The committee eventually reported against the petitioners' recommendation because of the expense and difficulties involved in procuring the proper types and paper for such an edition of the Bible, and Congress instead adopted the committee's recommendation to "order the Committee of Commerce to import 20,000 Bibles from Holland, Scotland, or elsewhere." JCC, 8: 733-35. As this decision was not reached until September 11, the day of the battle of Brandywine and only one week before Congress was forced to flee from Philadelphia no action was taken to implement this order.
Another document related to the committee's work in the summer of 1777 bearing the heading "Regulations proposed for the Printing of a Bible for common Use under the Direction & by the Authority of Congress," is also located in PCC. See item 46, 1: 163-64. It consists of 15 articles pertaining to the production of an American edition of the Bible to be carried out under the "Inspection" of Congress and essentially endorses the proposals embodied in the petitioners' memorial. Indeed it may have been drafted as the committee's original report, although the report finally read in Congress on September 11 rejected the practicality of executing such an American edition and recommended instead importing 20,000 Bibles. It has been printed in William H. Gaines, Jr., "The Continental Congress Considers the Publication of a Bible 1777," Studies in Bibliography 3 (1950-51): 275-76, where it has been misidentified as the petition of the Presbyterian ministers.

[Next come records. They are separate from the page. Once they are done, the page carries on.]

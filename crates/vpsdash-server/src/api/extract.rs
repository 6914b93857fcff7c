//! Экстракторы, отдающие ошибки разбора в формате `{"detail": ...}`.

use crate::error::AppError;
use axum::extract::{FromRequest, FromRequestParts};

#[derive(FromRequest)]
#[from_request(via(axum::Json), rejection(AppError))]
pub struct ApiJson<T>(pub T);

#[derive(FromRequestParts)]
#[from_request(via(axum::extract::Query), rejection(AppError))]
pub struct ApiQuery<T>(pub T);

#[derive(FromRequestParts)]
#[from_request(via(axum::extract::Path), rejection(AppError))]
pub struct ApiPath<T>(pub T);
//! Экспорт и импорт папок с серверами.

use crate::error::AppError;
use crate::services::folder_service;
use chrono::Utc;
use sea_orm::{
    ActiveModelTrait, ActiveValue::Set, DatabaseConnection, EntityTrait, QueryOrder,
    TransactionTrait,
};
use std::collections::HashMap;
use vpsdash_domain::billing::normalize_currency;
use vpsdash_domain::models::{
    BackupData, FolderExport, ImportResult, ServerStatus, BACKUP_VERSION,
};
use vpsdash_domain::validation;
use vpsdash_entities::{folders, payments, server_metrics, servers};

pub async fn export(db: &DatabaseConnection) -> Result<BackupData, AppError> {
    let folders = folders::Entity::find()
        .order_by_asc(folders::Column::Position)
        .order_by_asc(folders::Column::Id)
        .all(db)
        .await?;

    let mut by_folder: HashMap<i32, Vec<servers::Model>> = HashMap::new();
    for server in servers::Entity::find()
        .order_by_asc(servers::Column::Id)
        .all(db)
        .await?
    {
        by_folder.entry(server.folder_id).or_default().push(server);
    }

    let folders = folders
        .into_iter()
        .map(|f| FolderExport {
            servers: by_folder
                .remove(&f.id)
                .unwrap_or_default()
                .iter()
                .map(servers::Model::to_export)
                .collect(),
            name: f.name,
            color: f.color,
        })
        .collect();

    Ok(BackupData {
        version: BACKUP_VERSION.to_string(),
        exported_at: Some(Utc::now()),
        folders,
    })
}

/// Импорт одной транзакцией. При `replace` все папки, серверы, оплаты и
/// метрики удаляются; иначе папки добавляются после существующих.
pub async fn import(
    db: &DatabaseConnection,
    data: BackupData,
    replace: bool,
) -> Result<ImportResult, AppError> {
    if data.version != BACKUP_VERSION {
        return Err(AppError::BadRequest(format!(
            "Неподдерживаемая версия резервной копии: {}",
            data.version
        )));
    }
    for folder in &data.folders {
        validation::validate_folder_export(folder)?;
    }

    let txn = db.begin().await?;

    if replace {
        server_metrics::Entity::delete_many().exec(&txn).await?;
        payments::Entity::delete_many().exec(&txn).await?;
        servers::Entity::delete_many().exec(&txn).await?;
        folders::Entity::delete_many().exec(&txn).await?;
    }

    let start = folder_service::next_position(&txn).await?;
    let now = Utc::now();
    let mut imported_servers = 0;

    for (offset, folder) in data.folders.iter().enumerate() {
        let created = folders::ActiveModel {
            name: Set(folder.name.trim().to_string()),
            color: Set(folder.color.clone()),
            position: Set(start + offset as i32),
            created_at: Set(now),
            ..Default::default()
        }
        .insert(&txn)
        .await?;

        for server in &folder.servers {
            servers::ActiveModel {
                folder_id: Set(created.id),
                name: Set(server.name.trim().to_string()),
                ip: Set(server.ip.trim().to_string()),
                provider: Set(server.provider.trim().to_string()),
                price: Set(server.price),
                currency: Set(normalize_currency(&server.currency)),
                payment_date: Set(server.payment_date.trim().to_string()),
                status: Set(ServerStatus::Unknown.to_string()),
                last_ping: Set(None),
                last_check: Set(None),
                last_paid_month: Set(None),
                agent_token: Set(None),
                agent_token_hash: Set(None),
                created_at: Set(now),
                ..Default::default()
            }
            .insert(&txn)
            .await?;
            imported_servers += 1;
        }
    }

    txn.commit().await?;

    tracing::info!(
        "Импорт завершён: {} папок, {imported_servers} серверов (replace={replace})",
        data.folders.len()
    );
    Ok(ImportResult {
        status: "ok".to_string(),
        imported_folders: data.folders.len(),
        imported_servers,
    })
}
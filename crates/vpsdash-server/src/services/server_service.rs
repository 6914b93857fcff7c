//! Сервис серверов: CRUD с проверкой папки и каскадным удалением.

use crate::error::AppError;
use crate::services::folder_service;
use chrono::Utc;
use sea_orm::{
    ActiveModelTrait, ActiveValue::Set, ColumnTrait, DatabaseConnection, EntityTrait,
    QueryFilter, QueryOrder, TransactionTrait,
};
use vpsdash_domain::billing::normalize_currency;
use vpsdash_domain::models::{
    CreateServerRequest, ServerResponse, ServerStatus, UpdateServerRequest,
};
use vpsdash_domain::validation;
use vpsdash_entities::{payments, server_metrics, servers};

pub async fn list_servers(
    db: &DatabaseConnection,
    folder_id: Option<i32>,
) -> Result<Vec<ServerResponse>, AppError> {
    let mut query = servers::Entity::find().order_by_asc(servers::Column::Id);
    if let Some(folder_id) = folder_id {
        query = query.filter(servers::Column::FolderId.eq(folder_id));
    }
    Ok(query.all(db).await?.into_iter().map(Into::into).collect())
}

pub async fn find_server(db: &DatabaseConnection, id: i32) -> Result<servers::Model, AppError> {
    servers::Entity::find_by_id(id)
        .one(db)
        .await?
        .ok_or_else(|| AppError::NotFound(format!("Сервер не найден: {id}")))
}

pub async fn get_server(db: &DatabaseConnection, id: i32) -> Result<ServerResponse, AppError> {
    Ok(find_server(db, id).await?.into())
}

pub async fn create_server(
    db: &DatabaseConnection,
    req: CreateServerRequest,
) -> Result<ServerResponse, AppError> {
    validation::validate_create_server(&req)?;
    folder_service::find_folder(db, req.folder_id).await?;

    let server = servers::ActiveModel {
        folder_id: Set(req.folder_id),
        name: Set(req.name.trim().to_string()),
        ip: Set(req.ip.trim().to_string()),
        provider: Set(req.provider.trim().to_string()),
        price: Set(req.price),
        currency: Set(normalize_currency(&req.currency)),
        payment_date: Set(req.payment_date.trim().to_string()),
        status: Set(ServerStatus::Unknown.to_string()),
        last_ping: Set(None),
        last_check: Set(None),
        last_paid_month: Set(None),
        agent_token: Set(None),
        agent_token_hash: Set(None),
        created_at: Set(Utc::now()),
        ..Default::default()
    }
    .insert(db)
    .await?;

    tracing::info!(
        "Добавлен сервер {} «{}» ({}) в папку {}",
        server.id,
        server.name,
        server.ip,
        server.folder_id
    );
    Ok(server.into())
}

/// Частичное обновление: меняются только переданные поля.
pub async fn update_server(
    db: &DatabaseConnection,
    id: i32,
    req: UpdateServerRequest,
) -> Result<ServerResponse, AppError> {
    validation::validate_update_server(&req)?;

    let server = find_server(db, id).await?;
    if let Some(folder_id) = req.folder_id {
        if folder_id != server.folder_id {
            folder_service::find_folder(db, folder_id).await?;
        }
    }

    let mut model: servers::ActiveModel = server.into();
    if let Some(folder_id) = req.folder_id {
        model.folder_id = Set(folder_id);
    }
    if let Some(name) = req.name {
        model.name = Set(name.trim().to_string());
    }
    if let Some(ip) = req.ip {
        model.ip = Set(ip.trim().to_string());
    }
    if let Some(provider) = req.provider {
        model.provider = Set(provider.trim().to_string());
    }
    if let Some(price) = req.price {
        model.price = Set(price);
    }
    if let Some(currency) = req.currency {
        model.currency = Set(normalize_currency(&currency));
    }
    if let Some(payment_date) = req.payment_date {
        model.payment_date = Set(payment_date.trim().to_string());
    }

    Ok(model.update(db).await?.into())
}

/// Удалить сервер вместе с его оплатами и метриками.
pub async fn delete_server(db: &DatabaseConnection, id: i32) -> Result<(), AppError> {
    let txn = db.begin().await?;

    servers::Entity::find_by_id(id)
        .one(&txn)
        .await?
        .ok_or_else(|| AppError::NotFound(format!("Сервер не найден: {id}")))?;

    payments::Entity::delete_many()
        .filter(payments::Column::ServerId.eq(id))
        .exec(&txn)
        .await?;
    server_metrics::Entity::delete_many()
        .filter(server_metrics::Column::ServerId.eq(id))
        .exec(&txn)
        .await?;
    servers::Entity::delete_by_id(id).exec(&txn).await?;

    txn.commit().await?;
    tracing::info!("Удалён сервер {id}");
    Ok(())
}
//! Типы ошибок сервера. Любой ответ с ошибкой имеет вид `{"detail": "..."}`.

use axum::extract::rejection::{JsonRejection, PathRejection, QueryRejection};
use axum::http::{header, StatusCode};
use axum::response::{IntoResponse, Response};
use serde_json::json;
use thiserror::Error;
use vpsdash_domain::validation::ValidationError;
use vpsdash_domain::BillingError;

#[derive(Debug, Error)]
pub enum AppError {
    #[error("Не авторизован: {0}")]
    Unauthorized(String),

    #[error("Не найдено: {0}")]
    NotFound(String),

    #[error("Конфликт: {0}")]
    Conflict(String),

    #[error("Неверный запрос: {0}")]
    BadRequest(String),

    #[error("Ошибка валидации: {0}")]
    Validation(String),

    #[error("Слишком много запросов")]
    TooManyRequests,

    #[error("Внешний сервис недоступен: {0}")]
    Upstream(String),

    #[error("Внутренняя ошибка: {0}")]
    Internal(String),
}

impl IntoResponse for AppError {
    fn into_response(self) -> Response {
        let (status, detail) = match &self {
            AppError::Unauthorized(m) => (StatusCode::UNAUTHORIZED, m.clone()),
            AppError::NotFound(m) => (StatusCode::NOT_FOUND, m.clone()),
            AppError::Conflict(m) => (StatusCode::CONFLICT, m.clone()),
            AppError::BadRequest(m) => (StatusCode::BAD_REQUEST, m.clone()),
            AppError::Validation(m) => (StatusCode::UNPROCESSABLE_ENTITY, m.clone()),
            AppError::TooManyRequests => (
                StatusCode::TOO_MANY_REQUESTS,
                "Слишком много запросов".to_string(),
            ),
            AppError::Upstream(m) => (StatusCode::BAD_GATEWAY, m.clone()),
            AppError::Internal(m) => {
                tracing::error!("Внутренняя ошибка: {m}");
                (
                    StatusCode::INTERNAL_SERVER_ERROR,
                    "Внутренняя ошибка сервера".to_string(),
                )
            }
        };

        let body = axum::Json(json!({ "detail": detail }));
        if status == StatusCode::UNAUTHORIZED {
            (status, [(header::WWW_AUTHENTICATE, "Bearer")], body).into_response()
        } else {
            (status, body).into_response()
        }
    }
}

impl From<sea_orm::DbErr> for AppError {
    fn from(e: sea_orm::DbErr) -> Self {
        match e.sql_err() {
            Some(sea_orm::SqlErr::UniqueConstraintViolation(m)) => {
                tracing::debug!("Нарушена уникальность: {m}");
                AppError::Conflict("Запись с такими данными уже существует".into())
            }
            _ => AppError::Internal(e.to_string()),
        }
    }
}

impl From<ValidationError> for AppError {
    fn from(e: ValidationError) -> Self {
        AppError::Validation(e.to_string())
    }
}

impl From<BillingError> for AppError {
    fn from(e: BillingError) -> Self {
        AppError::BadRequest(e.to_string())
    }
}

impl From<JsonRejection> for AppError {
    fn from(e: JsonRejection) -> Self {
        match e {
            JsonRejection::JsonDataError(_) | JsonRejection::JsonSyntaxError(_) => {
                AppError::Validation(e.body_text())
            }
            _ => AppError::BadRequest(e.body_text()),
        }
    }
}

impl From<QueryRejection> for AppError {
    fn from(e: QueryRejection) -> Self {
        AppError::Validation(e.body_text())
    }
}

impl From<PathRejection> for AppError {
    fn from(e: PathRejection) -> Self {
        AppError::Validation(e.body_text())
    }
}
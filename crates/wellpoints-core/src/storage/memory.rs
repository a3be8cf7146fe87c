use std::collections::HashMap;
use std::sync::{Mutex, PoisonError};

use super::{SecureStore, StoreError};

/// In-process store. Nothing survives a restart.
#[derive(Debug, Default)]
pub struct MemoryStore {
    entries: Mutex<HashMap<String, String>>,
}

impl MemoryStore {
    pub fn new() -> Self {
        Self::default()
    }

    /// Number of keys currently held
    pub fn len(&self) -> usize {
        self.entries
            .lock()
            .unwrap_or_else(PoisonError::into_inner)
            .len()
    }

    pub fn is_empty(&self) -> bool {
        self.len() == 0
    }
}

impl SecureStore for MemoryStore {
    fn get(&self, key: &str) -> Result<Option<String>, StoreError> {
        let entries = self.entries.lock().unwrap_or_else(PoisonError::into_inner);
        Ok(entries.get(key).cloned())
    }

    fn set(&self, key: &str, value: &str) -> Result<(), StoreError> {
        let mut entries = self.entries.lock().unwrap_or_else(PoisonError::into_inner);
        entries.insert(key.to_string(), value.to_string());
        Ok(())
    }

    fn delete(&self, key: &str) -> Result<(), StoreError> {
        let mut entries = self.entries.lock().unwrap_or_else(PoisonError::into_inner);
        entries.remove(key);
        Ok(())
    }
}
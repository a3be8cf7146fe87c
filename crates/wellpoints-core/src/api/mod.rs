//! REST API client module for the rewards backend.
//!
//! This module provides the `ApiClient` for communicating with the
//! backend: login, token refresh, onboarding, points ledger, partner
//! catalog and check-ins.
//!
//! The API uses bearer token authentication. Expired access tokens are
//! refreshed transparently on 401.

pub mod client;
pub mod error;
mod onboarding;
mod rewards;

pub use client::{ApiClient, ApiRequest, Credentials, LoginResponse, DEFAULT_BASE_URL, REQUEST_TIMEOUT_SECS};
pub use error::{ApiError, ErrorKind};
//! Core library for the wellpoints employee rewards client.
//!
//! Provides the authenticated API client (bearer tokens with transparent
//! refresh), the session controller with route guarding, secure token
//! storage, configuration and the domain models shared by front ends.

pub mod api;
pub mod auth;
pub mod config;
pub mod models;
pub mod storage;

pub use api::{ApiClient, ApiError, ErrorKind};
pub use auth::{AuthState, Navigator, Route, RouteGroup, Session, SessionController, SessionError};
pub use config::Config;
pub use storage::{KeyringStore, MemoryStore, SecureStore};
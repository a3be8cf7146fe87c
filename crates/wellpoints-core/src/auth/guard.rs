//! Route guarding between the public and protected route groups.

use super::session::AuthState;

/// Top-level route groups the app is split into
#[derive(Debug, Clone, Copy, PartialEq, Eq)]
pub enum RouteGroup {
    /// Login and first-access screens
    Public,
    /// Everything behind sign-in
    Protected,
}

#[derive(Debug, Clone, Copy, PartialEq, Eq)]
pub enum Route {
    Login,
    Home,
}

impl Route {
    pub fn path(&self) -> &'static str {
        match self {
            Route::Login => "/(auth)/login",
            Route::Home => "/(tabs)",
        }
    }

    pub fn group(&self) -> RouteGroup {
        match self {
            Route::Login => RouteGroup::Public,
            Route::Home => RouteGroup::Protected,
        }
    }
}

/// Receives imperative "replace current route" commands.
/// The navigator owns the route table; the session only asks it to move.
pub trait Navigator: Send + Sync {
    fn replace(&self, route: Route);
}

/// Where the navigation framework currently is
#[derive(Debug, Clone, Copy, Default)]
pub struct NavigationState {
    /// Routes are mounted and redirects are safe
    pub ready: bool,
    /// Group of the current route. `None` until the first route is reported,
    /// which is treated as protected.
    pub group: Option<RouteGroup>,
}

/// Redirect required for the given auth state and navigation position.
///
/// Nothing happens while auth is loading or before navigation is ready.
pub fn redirect_for(state: &AuthState, nav: &NavigationState) -> Option<Route> {
    if state.is_loading() || !nav.ready {
        return None;
    }
    match (state.is_authenticated(), nav.group.unwrap_or(RouteGroup::Protected)) {
        (false, RouteGroup::Protected) => Some(Route::Login),
        (true, RouteGroup::Public) => Some(Route::Home),
        _ => None,
    }
}

#[cfg(test)]
mod tests {
    use super::*;
    use crate::models::UserProfile;

    fn nav(group: RouteGroup) -> NavigationState {
        NavigationState {
            ready: true,
            group: Some(group),
        }
    }

    #[test]
    fn test_unauthenticated_in_protected_goes_to_login() {
        assert_eq!(
            redirect_for(&AuthState::Unauthenticated, &nav(RouteGroup::Protected)),
            Some(Route::Login)
        );
        assert_eq!(redirect_for(&AuthState::Unauthenticated, &nav(RouteGroup::Public)), None);
    }

    #[test]
    fn test_authenticated_in_public_goes_home() {
        let state = AuthState::Authenticated(UserProfile::placeholder());
        assert_eq!(redirect_for(&state, &nav(RouteGroup::Public)), Some(Route::Home));
        assert_eq!(redirect_for(&state, &nav(RouteGroup::Protected)), None);
    }

    #[test]
    fn test_no_redirect_while_loading() {
        assert_eq!(redirect_for(&AuthState::Unknown, &nav(RouteGroup::Protected)), None);
        assert_eq!(redirect_for(&AuthState::Authenticating, &nav(RouteGroup::Protected)), None);
    }

    #[test]
    fn test_no_redirect_before_navigation_ready() {
        let nav = NavigationState {
            ready: false,
            group: Some(RouteGroup::Protected),
        };
        assert_eq!(redirect_for(&AuthState::Unauthenticated, &nav), None);
    }

    #[test]
    fn test_unreported_route_is_protected() {
        let root = NavigationState {
            ready: true,
            group: None,
        };
        assert_eq!(redirect_for(&AuthState::Unauthenticated, &root), Some(Route::Login));
        assert_eq!(
            redirect_for(&AuthState::Authenticated(UserProfile::placeholder()), &root),
            None
        );
    }

    #[test]
    fn test_route_groups() {
        assert_eq!(Route::Login.group(), RouteGroup::Public);
        assert_eq!(Route::Home.group(), RouteGroup::Protected);
        assert_eq!(Route::Home.path(), "/(tabs)");
    }
}
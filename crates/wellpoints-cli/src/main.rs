//! wellpoints - employee check-ins and rewards from the terminal.
//!
//! Signs in against the rewards backend, keeps tokens in the OS keychain
//! and talks to the API through the shared session controller.

mod cli;
mod commands;
mod navigator;

use std::io;
use std::path::Path;
use std::sync::Arc;

use anyhow::{Context, Result};
use clap::Parser;
use tracing::info;
use tracing_appender::non_blocking::WorkerGuard;
use tracing_subscriber::{fmt, prelude::*, EnvFilter};
use wellpoints_core::{ApiClient, Config, KeyringStore, Route, SecureStore, Session, SessionController};

use cli::Cli;
use navigator::TerminalNavigator;

/// Initialize the tracing subscriber for logging.
///
/// Logs go to stderr unless a log file is given. The returned guard must
/// live until exit so buffered file output is flushed.
fn init_tracing(log_file: Option<&Path>) -> Result<Option<WorkerGuard>> {
    // Use RUST_LOG env var to control log level (e.g., RUST_LOG=debug)
    let filter = EnvFilter::try_from_default_env().unwrap_or_else(|_| EnvFilter::new("warn"));

    match log_file {
        Some(path) => {
            let dir = path
                .parent()
                .filter(|p| !p.as_os_str().is_empty())
                .unwrap_or_else(|| Path::new("."));
            std::fs::create_dir_all(dir)
                .with_context(|| format!("Failed to create log directory {}", dir.display()))?;
            let file_name = path
                .file_name()
                .context("Log file path has no file name")?;

            let appender = tracing_appender::rolling::never(dir, file_name);
            let (writer, guard) = tracing_appender::non_blocking(appender);
            tracing_subscriber::registry()
                .with(fmt::layer().with_writer(writer).with_ansi(false))
                .with(filter)
                .init();
            Ok(Some(guard))
        }
        None => {
            tracing_subscriber::registry()
                .with(fmt::layer().with_writer(io::stderr))
                .with(filter)
                .init();
            Ok(None)
        }
    }
}

#[tokio::main]
async fn main() -> Result<()> {
    // Load .env file if present (silently ignore if not found)
    let _ = dotenvy::dotenv();

    let cli = Cli::parse();
    let log_guard = init_tracing(cli.log_file.as_deref())?;
    info!("wellpoints starting");

    let mut config = Config::load()?;
    if let Some(url) = cli.api_url {
        config.api_base_url = Some(url);
    }

    let store: Arc<dyn SecureStore> = Arc::new(KeyringStore::new());
    let session = Arc::new(Session::new(store));
    let api = ApiClient::with_base_url(session, config.base_url(), config.request_timeout())?;

    let navigator = Arc::new(TerminalNavigator::default());
    let controller = Arc::new(SessionController::new(api, navigator.clone()));
    // Terminal "routes" are always mounted
    controller.on_navigation_ready();
    let watcher = controller.watch_session();

    let requires_session = cli.command.requires_session();
    let result = commands::run(cli.command, &controller, &mut config).await;
    watcher.abort();

    if let Err(e) = result {
        if requires_session && navigator.last() == Some(Route::Login) {
            eprintln!("Please sign in again with `wellpoints login`.");
        }
        eprintln!("Error: {}", commands::describe_error(&e));
        tracing::debug!(error = ?e, "Command failed");
        drop(log_guard);
        std::process::exit(1);
    }

    info!("wellpoints done");
    drop(log_guard);
    Ok(())
}
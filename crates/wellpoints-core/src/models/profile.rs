use serde::{Deserialize, Serialize};

use super::points::Transaction;

/// Display name used until the real profile is fetched after onboarding
pub const PLACEHOLDER_NAME: &str = "Usuário";

/// Snapshot of the authenticated employee.
/// Replaced wholesale on each sign-in, never merged field by field.
#[derive(Debug, Clone, PartialEq, Eq, Serialize, Deserialize)]
#[cfg_attr(feature = "ts", derive(ts_rs::TS), ts(export))]
pub struct UserProfile {
    pub employee_id: String,
    pub name: String,
    pub registration: String,
    pub department: String,
}

impl UserProfile {
    /// Minimal profile for sessions created by the onboarding flow,
    /// whose completion endpoint returns only an access token.
    pub fn placeholder() -> Self {
        Self {
            employee_id: String::new(),
            name: PLACEHOLDER_NAME.to_string(),
            registration: String::new(),
            department: String::new(),
        }
    }

    pub fn is_placeholder(&self) -> bool {
        self.employee_id.is_empty() && self.registration.is_empty()
    }

    /// First name for greetings ("Olá, Maria")
    pub fn first_name(&self) -> &str {
        self.name.split_whitespace().next().unwrap_or(&self.name)
    }
}

/// Current profile plus points balance and recent ledger entries
#[derive(Debug, Clone, Serialize, Deserialize)]
#[cfg_attr(feature = "ts", derive(ts_rs::TS), ts(export))]
pub struct ProfileOverview {
    pub profile: UserProfile,
    #[serde(default)]
    pub points_balance: i64,
    #[serde(default)]
    pub transactions: Vec<Transaction>,
}

#[cfg(test)]
mod tests {
    use super::*;

    #[test]
    fn test_placeholder_profile() {
        let profile = UserProfile::placeholder();
        assert!(profile.is_placeholder());
        assert_eq!(profile.name, "Usuário");
        assert!(profile.department.is_empty());
    }

    #[test]
    fn test_first_name() {
        let profile = UserProfile {
            employee_id: "7".to_string(),
            name: "Maria  da Silva".to_string(),
            registration: "12345".to_string(),
            department: "RH".to_string(),
        };
        assert_eq!(profile.first_name(), "Maria");
        assert!(!profile.is_placeholder());
    }

    #[test]
    fn test_profile_json_shape() {
        let json = r#"{"employee_id":"7","name":"Ana","registration":"12345","department":"TI"}"#;
        let profile: UserProfile = serde_json::from_str(json).unwrap();
        assert_eq!(profile.registration, "12345");
        assert_eq!(serde_json::to_string(&profile).unwrap(), json);
    }
}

It was not until 1782 that the first English language American edition of the Old and New Testaments finally appeared. For information on the circumstances that led to the publication of Robert Aitken's edition of the Bible, which appeared with an official congressional endorsement of September 12, 1782, see Margaret T. Hills, "The First American Bible, as Published by Robert Aitken," Bible Society Record 113 (January 1968): 2-5; and JCC, 19:91, 23:572-74.